Corn growers who have already applied anhydrous ammonia or preemergence herbicides will need to think even harder before making a switch to soybeans, notes Nielsen. With anhydrous ammonia application costs ranging from $80 to $100/acre, much of the economic incentive to switch to soybeans is lost once nitrogen is put down, he explains. A previous corn herbicide application this season decreases the economic incentive to change crops even more, he adds.
Just like last year though, standing water may again drown corn planted ahead of heavy rains, points out Vince Davis, University of Illinois Extension soybean agronomist. In those situations, farmers may feel like their only choice is to replant soybeans, he says. Yet, that’s not always the case.
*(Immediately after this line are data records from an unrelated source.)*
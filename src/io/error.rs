//! Error types for document loading, condition parsing and tool operations

use std::fmt;
use std::path::PathBuf;

/// Main error type for all embed operations
#[derive(Debug)]
pub enum EmbedError {
    /// No document exists for the requested embed name
    NotFound {
        /// Embed name as written in the prompt
        name: String,
        /// Primary location that was checked
        path: PathBuf,
    },

    /// Document exists but does not match the tag document shape
    InvalidFormat {
        /// Path of the offending document
        path: PathBuf,
        /// Description of what failed to parse
        reason: String,
    },

    /// Condition references a group absent from the tagset
    UnknownGroup {
        /// Name of the missing group
        group: String,
    },

    /// Condition clause could not be parsed
    MalformedCondition {
        /// Clause text as written
        clause: String,
        /// Explanation of the syntax problem
        reason: String,
    },

    /// Parameter validation failed
    InvalidParameter {
        /// Name of the invalid parameter
        parameter: &'static str,
        /// Provided value that failed validation
        value: String,
        /// Explanation of why the value is invalid
        reason: String,
    },

    /// General file system operation failure
    FileSystem {
        /// Path involved in the operation
        path: PathBuf,
        /// Description of the operation that failed
        operation: &'static str,
        /// Underlying I/O error
        source: std::io::Error,
    },
}

impl fmt::Display for EmbedError {
    fn fmt(&self, f: &mut fmt::Formatter<'_>) -> fmt::Result {
        match self {
            Self::NotFound { name, path } => {
                write!(
                    f,
                    "No embed document for '{name}' (looked for '{}')",
                    path.display()
                )
            }
            Self::InvalidFormat { path, reason } => {
                write!(f, "Invalid embed document '{}': {reason}", path.display())
            }
            Self::UnknownGroup { group } => {
                write!(f, "Unknown tag group '{group}'")
            }
            Self::MalformedCondition { clause, reason } => {
                write!(f, "Malformed condition clause '{clause}': {reason}")
            }
            Self::InvalidParameter {
                parameter,
                value,
                reason,
            } => {
                write!(f, "Invalid parameter '{parameter}' = '{value}': {reason}")
            }
            Self::FileSystem {
                path,
                operation,
                source,
            } => {
                write!(
                    f,
                    "File system error during {operation} on '{}': {source}",
                    path.display()
                )
            }
        }
    }
}

impl std::error::Error for EmbedError {
    fn source(&self) -> Option<&(dyn std::error::Error + 'static)> {
        match self {
            Self::FileSystem { source, .. } => Some(source),
            _ => None,
        }
    }
}

/// Convenience type alias for embed results
pub type Result<T> = std::result::Result<T, EmbedError>;

impl From<std::io::Error> for EmbedError {
    fn from(err: std::io::Error) -> Self {
        Self::FileSystem {
            path: PathBuf::from("<unknown>"),
            operation: "unknown",
            source: err,
        }
    }
}

/// Create an invalid format error
pub fn invalid_format(path: impl Into<PathBuf>, reason: &impl ToString) -> EmbedError {
    EmbedError::InvalidFormat {
        path: path.into(),
        reason: reason.to_string(),
    }
}

/// Create an invalid parameter error
pub fn invalid_parameter(
    parameter: &'static str,
    value: &impl ToString,
    reason: &impl ToString,
) -> EmbedError {
    EmbedError::InvalidParameter {
        parameter,
        value: value.to_string(),
        reason: reason.to_string(),
    }
}

/// Create a file system error bound to a path and operation
pub fn file_system(
    path: impl Into<PathBuf>,
    operation: &'static str,
    source: std::io::Error,
) -> EmbedError {
    EmbedError::FileSystem {
        path: path.into(),
        operation,
        source,
    }
}
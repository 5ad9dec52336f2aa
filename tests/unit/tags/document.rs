//! Tests for tag document parsing, validation and serialization

#[cfg(test)]
mod tests {
    use promptembed::EmbedError;
    use promptembed::tags::document::{
        DocumentKind, SamplingPolicy, TagDocument, TagGroup, Tagset,
    };
    use std::path::Path;

    const SAMPLE_DOCUMENT: &str = r#"
tagset:
  groupA:
    tags: ["tag1", "tag2", "++tag3", "-tag4"]
    ArtistTagPrefix: false
    Sampling: 2          # integer, or the literal string "all"
  groupB:
    tags: ["b1"]
    ArtistTagPrefix: true
    Sampling: all
  groupC:
    tags: ["c1", "c2"]
condition: "groupA and (groupB or groupC)"
"#;

    fn parse(content: &str) -> Result<TagDocument, EmbedError> {
        TagDocument::from_yaml_str(content, Path::new("inline.yml"))
    }

    fn assert_invalid(content: &str) {
        match parse(content) {
            Err(EmbedError::InvalidFormat { path, .. }) => {
                assert_eq!(path, Path::new("inline.yml"));
            }
            other => unreachable!("Expected InvalidFormat, got {other:?}"),
        }
    }

    // Tests the documented schema parses into typed groups
    // Verified by ignoring the ArtistTagPrefix key
    #[test]
    fn test_parse_sample_document() {
        let Ok(document) = parse(SAMPLE_DOCUMENT) else {
            unreachable!("Sample document should parse");
        };

        assert_eq!(document.kind, DocumentKind::Structured);
        assert_eq!(document.condition, "groupA and (groupB or groupC)");
        assert_eq!(document.tagset.len(), 3);

        let group_a = document.tagset.get("groupA");
        assert_eq!(
            group_a,
            Some(&TagGroup::new(
                ["tag1", "tag2", "++tag3", "-tag4"],
                SamplingPolicy::Count(2)
            ))
        );

        let group_b = document.tagset.get("groupB");
        assert_eq!(group_b.map(|g| g.sampling), Some(SamplingPolicy::All));
        assert_eq!(group_b.map(|g| g.artist_prefix), Some(true));

        // Sampling defaults to a single tag
        let group_c = document.tagset.get("groupC");
        assert_eq!(group_c.map(|g| g.sampling), Some(SamplingPolicy::Count(1)));
        assert_eq!(group_c.map(|g| g.artist_prefix), Some(false));
    }

    // Tests groups keep document order
    // Verified by collecting into a sorted map
    #[test]
    fn test_tagset_preserves_order() {
        let content = "tagset:\n  zeta: {tags: [z]}\n  alpha: {tags: [a]}\n  mid: {tags: [m]}\n";
        let Ok(document) = parse(content) else {
            unreachable!("Document should parse");
        };

        let names: Vec<&str> = document.tagset.iter().map(|(name, _)| name).collect();
        assert_eq!(names, vec!["zeta", "alpha", "mid"]);
        assert!(document.condition.is_empty());
    }

    // Tests the all keyword ignores case
    // Verified by matching "all" exactly
    #[test]
    fn test_sampling_all_case_insensitive() {
        let Ok(document) = parse("tagset:\n  g:\n    tags: [a]\n    Sampling: ALL\n") else {
            unreachable!("Document should parse");
        };

        assert_eq!(
            document.tagset.get("g").map(|g| g.sampling),
            Some(SamplingPolicy::All)
        );
    }

    // Tests scalar tags of any type become strings
    // Verified by rejecting numeric tags
    #[test]
    fn test_scalar_tags_are_stringified() {
        let Ok(document) = parse("tagset:\n  g:\n    tags: [1, true, x]\n") else {
            unreachable!("Document should parse");
        };

        assert_eq!(
            document.tagset.get("g").map(|g| g.tags.clone()),
            Some(vec!["1".to_string(), "true".to_string(), "x".to_string()])
        );
    }

    // Tests unknown keys are tolerated
    // Verified by denying unknown fields
    #[test]
    fn test_unknown_keys_ignored() {
        let content = "version: 3\ntagset:\n  g:\n    tags: [a]\n    Comment: hi\ncondition: g\n";

        assert!(parse(content).is_ok());
    }

    // Tests schema violations surface as InvalidFormat
    // Verified by defaulting malformed fields
    #[test]
    fn test_schema_violations() {
        assert_invalid("tagset:\n  g:\n    tags: a\n");
        assert_invalid("tagset:\n  g:\n    Sampling: 2\n");
        assert_invalid("tagset:\n  g:\n    tags: [[nested]]\n");
        assert_invalid("tagset:\n  g:\n    tags: [a]\n    Sampling: -1\n");
        assert_invalid("tagset:\n  g:\n    tags: [a]\n    Sampling: some\n");
        assert_invalid("condition: g\n");
        assert_invalid("tagset: [not, a, map]\n");
        assert_invalid("tagset:\n  g: {tags: [a]\ncondition: [broken\n");
    }

    // Tests plain-text lists become a single unweighted group of every line
    // Verified by keeping blank lines
    #[test]
    fn test_from_text_list() {
        let document = TagDocument::from_text_list("colors", "  red \n\nblue\n   \n+green\n");

        assert_eq!(document.kind, DocumentKind::TextList);
        assert!(document.condition.is_empty());
        assert_eq!(
            document.tagset.get("colors"),
            Some(&TagGroup::new(["red", "blue", "+green"], SamplingPolicy::All).with_weights(false))
        );
    }

    // Tests structured groups are weighted and text-list groups are not
    // Verified by defaulting every group to unweighted
    #[test]
    fn test_weighting_by_document_kind() {
        let Ok(structured) = parse("tagset:\n  g:\n    tags: [+a]\n") else {
            unreachable!("Document should parse");
        };
        let text_list = TagDocument::from_text_list("faces", "-_-\n");

        assert_eq!(structured.tagset.get("g").map(|g| g.weighted), Some(true));
        assert_eq!(text_list.tagset.get("faces").map(|g| g.weighted), Some(false));
    }

    // Tests sampling overrides reach every group
    // Verified by overriding only the first group
    #[test]
    fn test_override_sampling() {
        let mut tagset = Tagset::new();
        tagset.insert("a", TagGroup::new(["x"], SamplingPolicy::All));
        tagset.insert("b", TagGroup::new(["y"], SamplingPolicy::Count(4)));
        let mut document = TagDocument::new(tagset, "a and b");

        document.override_sampling(SamplingPolicy::Count(1));

        assert!(
            document
                .tagset
                .iter()
                .all(|(_, group)| group.sampling == SamplingPolicy::Count(1))
        );
    }

    // Tests serialization uses the on-disk schema
    // Verified by serializing with field names instead of renamed keys
    #[test]
    fn test_yaml_serialization() {
        let mut tagset = Tagset::new();
        tagset.insert(
            "style",
            TagGroup::new(["++bold", "soft"], SamplingPolicy::Count(1)).with_artist_prefix(true),
        );
        tagset.insert("all", TagGroup::new(["x"], SamplingPolicy::All));
        let document = TagDocument::new(tagset, "style and all");

        let Ok(yaml) = document.to_yaml_string() else {
            unreachable!("Serialization should succeed");
        };

        assert!(yaml.contains("ArtistTagPrefix: true"));
        assert!(yaml.contains("Sampling: 1"));
        assert!(yaml.contains("Sampling: all"));
        assert_eq!(parse(&yaml).ok(), Some(document));
    }

    // Tests UnknownGroup is raised for absent names
    // Verified by returning an empty group instead
    #[test]
    fn test_tagset_group_lookup() {
        let mut tagset = Tagset::new();
        tagset.insert("present", TagGroup::new(["x"], SamplingPolicy::All));

        assert!(tagset.group("present").is_ok());
        assert!(tagset.contains("present"));
        match tagset.group("ghost") {
            Err(EmbedError::UnknownGroup { group }) => assert_eq!(group, "ghost"),
            other => unreachable!("Expected UnknownGroup, got {other:?}"),
        }
    }
}
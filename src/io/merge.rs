//! Folding several embed documents or tag lists into one

use crate::io::configuration::{MERGED_GROUP_NAME, TEXT_LIST_EXTENSION};
use crate::io::error::{Result, file_system, invalid_parameter};
use crate::io::store::FileTagStore;
use crate::tags::document::{SamplingPolicy, TagDocument, TagGroup, Tagset};
use indexmap::IndexSet;
use std::fs;
use std::path::{Path, PathBuf};
use tracing::info;

/// Union of every raw tag across `documents`, first occurrence first
///
/// The result holds a single group drawing one tag per expansion.
pub fn merge_documents<'a, I>(documents: I) -> TagDocument
where
    I: IntoIterator<Item = &'a TagDocument>,
{
    let tags: IndexSet<&str> = documents
        .into_iter()
        .flat_map(|document| document.tagset.iter())
        .flat_map(|(_, group)| group.tags.iter().map(String::as_str))
        .collect();

    let mut tagset = Tagset::new();
    tagset.insert(
        MERGED_GROUP_NAME,
        TagGroup::new(tags, SamplingPolicy::Count(1)),
    );
    TagDocument::new(tagset, MERGED_GROUP_NAME)
}

/// Unique trimmed non-blank lines across `contents`, first occurrence first
pub fn merge_text_lists<'a, I>(contents: I) -> Vec<String>
where
    I: IntoIterator<Item = &'a str>,
{
    let lines: IndexSet<&str> = contents
        .into_iter()
        .flat_map(str::lines)
        .map(str::trim)
        .filter(|line| !line.is_empty())
        .collect();

    lines.into_iter().map(str::to_string).collect()
}

/// Merge `inputs` into `output`, returning the number of unique tags
///
/// A `.txt` output merges the inputs line by line; `.yml` and `.yaml`
/// outputs parse each input as a document.
///
/// # Errors
///
/// Returns an error if the output extension is unsupported, an input cannot
/// be read or parsed, or the output cannot be written
pub fn merge_files(inputs: &[PathBuf], output: &Path) -> Result<usize> {
    let extension = output
        .extension()
        .and_then(|ext| ext.to_str())
        .unwrap_or_default();

    let (content, count) = match extension {
        TEXT_LIST_EXTENSION => {
            let contents = inputs
                .iter()
                .map(|path| fs::read_to_string(path).map_err(|e| file_system(path, "read", e)))
                .collect::<Result<Vec<_>>>()?;
            let lines = merge_text_lists(contents.iter().map(String::as_str));
            let count = lines.len();
            let mut content = lines.join("\n");
            content.push('\n');
            (content, count)
        }
        "yml" | "yaml" => {
            let reader = FileTagStore::default();
            let documents = inputs
                .iter()
                .map(|path| reader.read_document(path))
                .collect::<Result<Vec<_>>>()?;
            let merged = merge_documents(&documents);
            let count = merged
                .tagset
                .get(MERGED_GROUP_NAME)
                .map_or(0, |group| group.tags.len());
            (merged.to_yaml_string()?, count)
        }
        _ => {
            return Err(invalid_parameter(
                "output",
                &output.display(),
                &"expected a .txt, .yml or .yaml file",
            ));
        }
    };

    fs::write(output, content).map_err(|e| file_system(output, "write", e))?;
    info!(output = %output.display(), count, "Merged embed files");
    Ok(count)
}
“Farmers will need to check their herbicide label first to see if they can switch to soybeans in a replanting situation,” advises Davis. “If you’ve already applied atrazine or an acetochlor-plus- atrazine product, then your replant option may be limited to either to corn or sorghum.”
Thus, a switch to soybeans is probably more likely in southern portions of Illinois, says Davis. “If there is a switch, it will likely be in the southern third of the state, which didn’t have as much chance to apply herbicides and anhydrous ammonia as the rest of the state.”
While much anxiety will remain until corn and soybean crops are planted, Davis advises farmers to avoid trying to push adverse planting conditions too far. “At least for soybeans, there’s still plenty of time to plant, so don’t risk mudding in your crop when conditions are too wet for field work,” he says. “You don’t want to make a bad situation even worse by causing compaction that could prevent seedling emergence and significantly lower yields.”